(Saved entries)
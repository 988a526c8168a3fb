use chrono::{DateTime, Utc};
use rust_decimal::Decimal;
use sea_orm::{
    ColumnTrait, DatabaseConnection, EntityTrait, QueryFilter, QueryOrder, QuerySelect,
};
use serde::Serialize;
use std::sync::Arc;
use tracing::instrument;
use utoipa::ToSchema;

use super::loaders;
use crate::db::or_fallback;
use crate::entities::{inspection_records, part_master, wo_consumption, work_orders};
use crate::errors::ServiceError;
use crate::models::{status_tone, Tone};

const WORK_ORDER_LIST_LIMIT: u64 = 100;

/// Work order row; `code` and `title` come from the target part.
#[derive(Debug, Clone, PartialEq, Serialize, ToSchema)]
pub struct WorkOrderSummary {
    pub id: i64,
    pub code: Option<String>,
    pub wo_type: String,
    pub status: String,
    pub tone: Tone,
    pub title: Option<String>,
    pub build_code: Option<String>,
}

#[derive(Debug, Clone, PartialEq, Serialize, ToSchema)]
pub struct WorkOrderHeader {
    pub id: i64,
    pub code: Option<String>,
    pub wo_type: String,
    pub status: String,
    pub tone: Tone,
    pub title: Option<String>,
    pub description: Option<String>,
    pub build_code: Option<String>,
}

#[derive(Debug, Clone, PartialEq, Serialize, ToSchema)]
pub struct ConsumptionLine {
    pub id: i64,
    pub sku: Option<String>,
    pub name: Option<String>,
    pub qty: Decimal,
    pub unit: Option<String>,
    pub consumed_at: DateTime<Utc>,
}

#[derive(Debug, Clone, PartialEq, Serialize, ToSchema)]
pub struct InspectionView {
    pub id: i64,
    pub result: String,
    pub notes: Option<String>,
    pub created_at: DateTime<Utc>,
}

impl From<inspection_records::Model> for InspectionView {
    fn from(record: inspection_records::Model) -> Self {
        Self {
            id: record.id,
            result: record.result,
            notes: record.notes,
            created_at: record.created_at,
        }
    }
}

#[derive(Debug, Clone, PartialEq, Serialize, ToSchema)]
pub struct WorkOrderDetail {
    pub header: WorkOrderHeader,
    pub consumption: Vec<ConsumptionLine>,
    pub inspections: Vec<InspectionView>,
}

#[derive(Clone)]
pub struct WorkOrderService {
    db_pool: Arc<DatabaseConnection>,
}

impl WorkOrderService {
    pub fn new(db_pool: Arc<DatabaseConnection>) -> Self {
        Self { db_pool }
    }

    /// Newest work orders first.
    #[instrument(skip(self))]
    pub async fn list_work_orders(&self) -> Vec<WorkOrderSummary> {
        or_fallback(self.load_list().await, Vec::new(), "list_work_orders")
    }

    async fn load_list(&self) -> Result<Vec<WorkOrderSummary>, ServiceError> {
        let db = &*self.db_pool;
        let rows = work_orders::Entity::find()
            .find_also_related(part_master::Entity)
            .order_by_desc(work_orders::Column::CreatedAt)
            .order_by_desc(work_orders::Column::Id)
            .limit(WORK_ORDER_LIST_LIMIT)
            .all(db)
            .await?;

        let mut build_ids: Vec<i64> = rows.iter().filter_map(|(wo, _)| wo.for_build_id).collect();
        build_ids.sort_unstable();
        build_ids.dedup();
        let builds = loaders::builds_by_id(db, &build_ids).await?;

        Ok(rows
            .into_iter()
            .map(|(wo, part)| WorkOrderSummary {
                id: wo.id,
                code: part.as_ref().map(|p| p.sku.clone()),
                title: part.map(|p| p.name),
                tone: status_tone(Some(&wo.status)),
                build_code: wo
                    .for_build_id
                    .and_then(|id| builds.get(&id))
                    .map(|b| b.code.clone()),
                wo_type: wo.wo_type,
                status: wo.status,
            })
            .collect())
    }

    /// Work order by numeric id. Any other key is reported as not found.
    #[instrument(skip(self))]
    pub async fn work_order_detail(&self, key: &str) -> Result<WorkOrderDetail, ServiceError> {
        let not_found = || ServiceError::NotFound(format!("Work order {} not found", key));
        let id: i64 = key.trim().parse().map_err(|_| not_found())?;

        let header = or_fallback(self.load_header(id).await, None, "work_order_header")
            .ok_or_else(not_found)?;
        let consumption = or_fallback(
            self.load_consumption(id).await,
            Vec::new(),
            "work_order_consumption",
        );
        let inspections = or_fallback(
            self.load_inspections(id).await,
            Vec::new(),
            "work_order_inspections",
        );

        Ok(WorkOrderDetail {
            header,
            consumption,
            inspections,
        })
    }

    async fn load_header(&self, id: i64) -> Result<Option<WorkOrderHeader>, ServiceError> {
        let db = &*self.db_pool;
        let Some((wo, part)) = work_orders::Entity::find_by_id(id)
            .find_also_related(part_master::Entity)
            .one(db)
            .await?
        else {
            return Ok(None);
        };

        let build_code = match wo.for_build_id {
            Some(build_id) => loaders::builds_by_id(db, &[build_id])
                .await?
                .remove(&build_id)
                .map(|b| b.code),
            None => None,
        };

        Ok(Some(WorkOrderHeader {
            id: wo.id,
            code: part.as_ref().map(|p| p.sku.clone()),
            title: part.map(|p| p.name),
            tone: status_tone(Some(&wo.status)),
            wo_type: wo.wo_type,
            status: wo.status,
            description: wo.notes,
            build_code,
        }))
    }

    async fn load_consumption(&self, id: i64) -> Result<Vec<ConsumptionLine>, ServiceError> {
        Ok(wo_consumption::Entity::find()
            .filter(wo_consumption::Column::WorkOrderId.eq(id))
            .find_also_related(part_master::Entity)
            .order_by_desc(wo_consumption::Column::ConsumedAt)
            .all(&*self.db_pool)
            .await?
            .into_iter()
            .map(|(line, part)| ConsumptionLine {
                id: line.id,
                sku: part.as_ref().map(|p| p.sku.clone()),
                name: part.as_ref().map(|p| p.name.clone()),
                unit: part.and_then(|p| p.uom),
                qty: line.qty,
                consumed_at: line.consumed_at,
            })
            .collect())
    }

    async fn load_inspections(&self, id: i64) -> Result<Vec<InspectionView>, ServiceError> {
        Ok(inspection_records::Entity::find()
            .filter(inspection_records::Column::WorkOrderId.eq(id))
            .order_by_desc(inspection_records::Column::CreatedAt)
            .all(&*self.db_pool)
            .await?
            .into_iter()
            .map(InspectionView::from)
            .collect())
    }
}
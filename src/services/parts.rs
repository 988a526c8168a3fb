use sea_orm::{
    sea_query::{Expr, Func},
    ColumnTrait, Condition, DatabaseConnection, EntityTrait, QueryFilter, QueryOrder, QuerySelect,
};
use serde::{Deserialize, Serialize};
use std::sync::Arc;
use strum::IntoEnumIterator;
use tracing::instrument;
use utoipa::{IntoParams, ToSchema};

use crate::db::or_fallback;
use crate::entities::part_master;
use crate::errors::ServiceError;
use crate::models::PartType;

const PART_LIST_LIMIT: u64 = 200;

/// Query string of the parts search.
#[derive(Debug, Clone, Default, Deserialize, IntoParams, ToSchema)]
#[into_params(parameter_in = Query)]
pub struct PartSearch {
    /// Case-insensitive substring of the SKU or name.
    pub q: Option<String>,
    /// Part type, e.g. `FASTENER`.
    #[serde(rename = "type")]
    pub part_type: Option<String>,
}

impl PartSearch {
    fn term(&self) -> Option<String> {
        self.q
            .as_deref()
            .map(str::trim)
            .filter(|q| !q.is_empty())
            .map(str::to_lowercase)
    }

    /// Known part types only; anything else is ignored rather than matching nothing.
    fn part_type(&self) -> Option<PartType> {
        self.part_type
            .as_deref()
            .map(str::trim)
            .filter(|t| !t.is_empty())
            .and_then(|t| t.parse().ok())
    }
}

#[derive(Debug, Clone, PartialEq, Serialize, ToSchema)]
pub struct PartView {
    pub id: i64,
    pub sku: String,
    pub name: String,
    pub part_type: String,
    pub make_or_buy: Option<String>,
    pub serialized: bool,
    pub uom: Option<String>,
    pub item_type: String,
    pub criticality: Option<String>,
}

impl From<part_master::Model> for PartView {
    fn from(part: part_master::Model) -> Self {
        Self {
            id: part.id,
            sku: part.sku,
            name: part.name,
            part_type: part.part_type,
            make_or_buy: part.make_buy,
            serialized: part.is_serialized,
            uom: part.uom,
            item_type: part.item_type,
            criticality: part.criticality,
        }
    }
}

#[derive(Debug, Clone, Serialize, ToSchema)]
pub struct PartsView {
    pub parts: Vec<PartView>,
    /// Values accepted by the `type` filter.
    pub part_types: Vec<String>,
}

#[derive(Clone)]
pub struct PartService {
    db_pool: Arc<DatabaseConnection>,
}

impl PartService {
    pub fn new(db_pool: Arc<DatabaseConnection>) -> Self {
        Self { db_pool }
    }

    #[instrument(skip(self))]
    pub async fn search(&self, search: &PartSearch) -> PartsView {
        let parts = or_fallback(self.load(search).await, Vec::new(), "search_parts");
        PartsView {
            parts,
            part_types: PartType::iter().map(|t| t.as_str().to_string()).collect(),
        }
    }

    async fn load(&self, search: &PartSearch) -> Result<Vec<PartView>, ServiceError> {
        let mut query = part_master::Entity::find();

        if let Some(term) = search.term() {
            let pattern = format!("%{}%", term);
            query = query.filter(
                Condition::any()
                    .add(
                        Expr::expr(Func::lower(Expr::col(part_master::Column::Sku)))
                            .like(pattern.clone()),
                    )
                    .add(
                        Expr::expr(Func::lower(Expr::col(part_master::Column::Name)))
                            .like(pattern),
                    ),
            );
        }
        if let Some(part_type) = search.part_type() {
            query = query.filter(part_master::Column::PartType.eq(part_type.as_str()));
        }

        Ok(query
            .order_by_asc(part_master::Column::Sku)
            .limit(PART_LIST_LIMIT)
            .all(&*self.db_pool)
            .await?
            .into_iter()
            .map(PartView::from)
            .collect())
    }
}
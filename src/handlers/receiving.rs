use axum::{extract::State, response::Json};
use rust_decimal::Decimal;
use serde::Deserialize;
use utoipa::ToSchema;
use validator::Validate;

use super::{required, AppJson};
use crate::services::receiving::ReceiptOutcome;
use crate::{ApiResponse, ApiResult, AppState};

#[derive(Debug, Deserialize, Validate, ToSchema)]
#[serde(rename_all = "camelCase")]
pub struct ReceiveStockRequest {
    pub item_id: Option<i64>,
    #[schema(value_type = Option<f64>, example = 10)]
    pub qty: Option<Decimal>,
    #[validate(length(max = 2000))]
    pub note: Option<String>,
}

/// Receive stock
///
/// Books the quantity on hand and resumes parts-blocked tasks whose
/// requirements are now covered.
#[utoipa::path(
    post,
    path = "/api/v1/inventory/receipts",
    request_body = ReceiveStockRequest,
    responses(
        (status = 200, description = "Stock received", body = ApiResponse<ReceiptOutcome>),
        (status = 400, description = "Missing field or non-positive quantity", body = crate::errors::ErrorResponse),
        (status = 404, description = "Item not found", body = crate::errors::ErrorResponse),
        (status = 500, description = "Internal server error", body = crate::errors::ErrorResponse),
    ),
    tag = "Inventory"
)]
pub async fn receive_stock(
    State(state): State<AppState>,
    AppJson(payload): AppJson<ReceiveStockRequest>,
) -> ApiResult<ReceiptOutcome> {
    payload.validate()?;
    let item_id = required(payload.item_id, "itemId")?;
    let qty = required(payload.qty, "qty")?;

    let outcome = state
        .services
        .receiving
        .receive(item_id, qty, payload.note)
        .await?;
    Ok(Json(ApiResponse::success(outcome)))
}
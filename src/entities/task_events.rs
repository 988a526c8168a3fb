use sea_orm::entity::prelude::*;
use serde::{Deserialize, Serialize};

/// Append-only log of what happened to a task.
#[derive(Clone, Debug, PartialEq, Eq, DeriveEntityModel, Serialize, Deserialize)]
#[sea_orm(table_name = "task_events")]
pub struct Model {
    #[sea_orm(primary_key)]
    pub id: i64,
    pub task_id: i64,
    pub event_type: String,
    pub note: Option<String>,
    pub technician_id: Option<i64>,
    pub occurred_at: DateTimeUtc,
}

#[derive(Copy, Clone, Debug, EnumIter, DeriveRelation)]
pub enum Relation {
    #[sea_orm(
        belongs_to = "super::tasks::Entity",
        from = "Column::TaskId",
        to = "super::tasks::Column::Id"
    )]
    Task,
}

impl Related<super::tasks::Entity> for Entity {
    fn to() -> RelationDef {
        Relation::Task.def()
    }
}

impl ActiveModelBehavior for ActiveModel {}
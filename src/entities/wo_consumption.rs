use rust_decimal::Decimal;
use sea_orm::entity::prelude::*;
use serde::{Deserialize, Serialize};

#[derive(Clone, Debug, PartialEq, DeriveEntityModel, Serialize, Deserialize)]
#[sea_orm(table_name = "wo_consumption")]
pub struct Model {
    #[sea_orm(primary_key)]
    pub id: i64,
    pub work_order_id: i64,
    pub part_id: i64,
    #[sea_orm(column_type = "Decimal(Some((16, 4)))")]
    pub qty: Decimal,
    pub consumed_at: DateTimeUtc,
}

#[derive(Copy, Clone, Debug, EnumIter, DeriveRelation)]
pub enum Relation {
    #[sea_orm(
        belongs_to = "super::part_master::Entity",
        from = "Column::PartId",
        to = "super::part_master::Column::Id"
    )]
    Part,
}

impl Related<super::part_master::Entity> for Entity {
    fn to() -> RelationDef {
        Relation::Part.def()
    }
}

impl ActiveModelBehavior for ActiveModel {}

(The task)
Copy out every line of the records that the string "notes" appears in.

(The completed task)
    pub notes: Option<String>,
            notes: record.notes,
            description: wo.notes,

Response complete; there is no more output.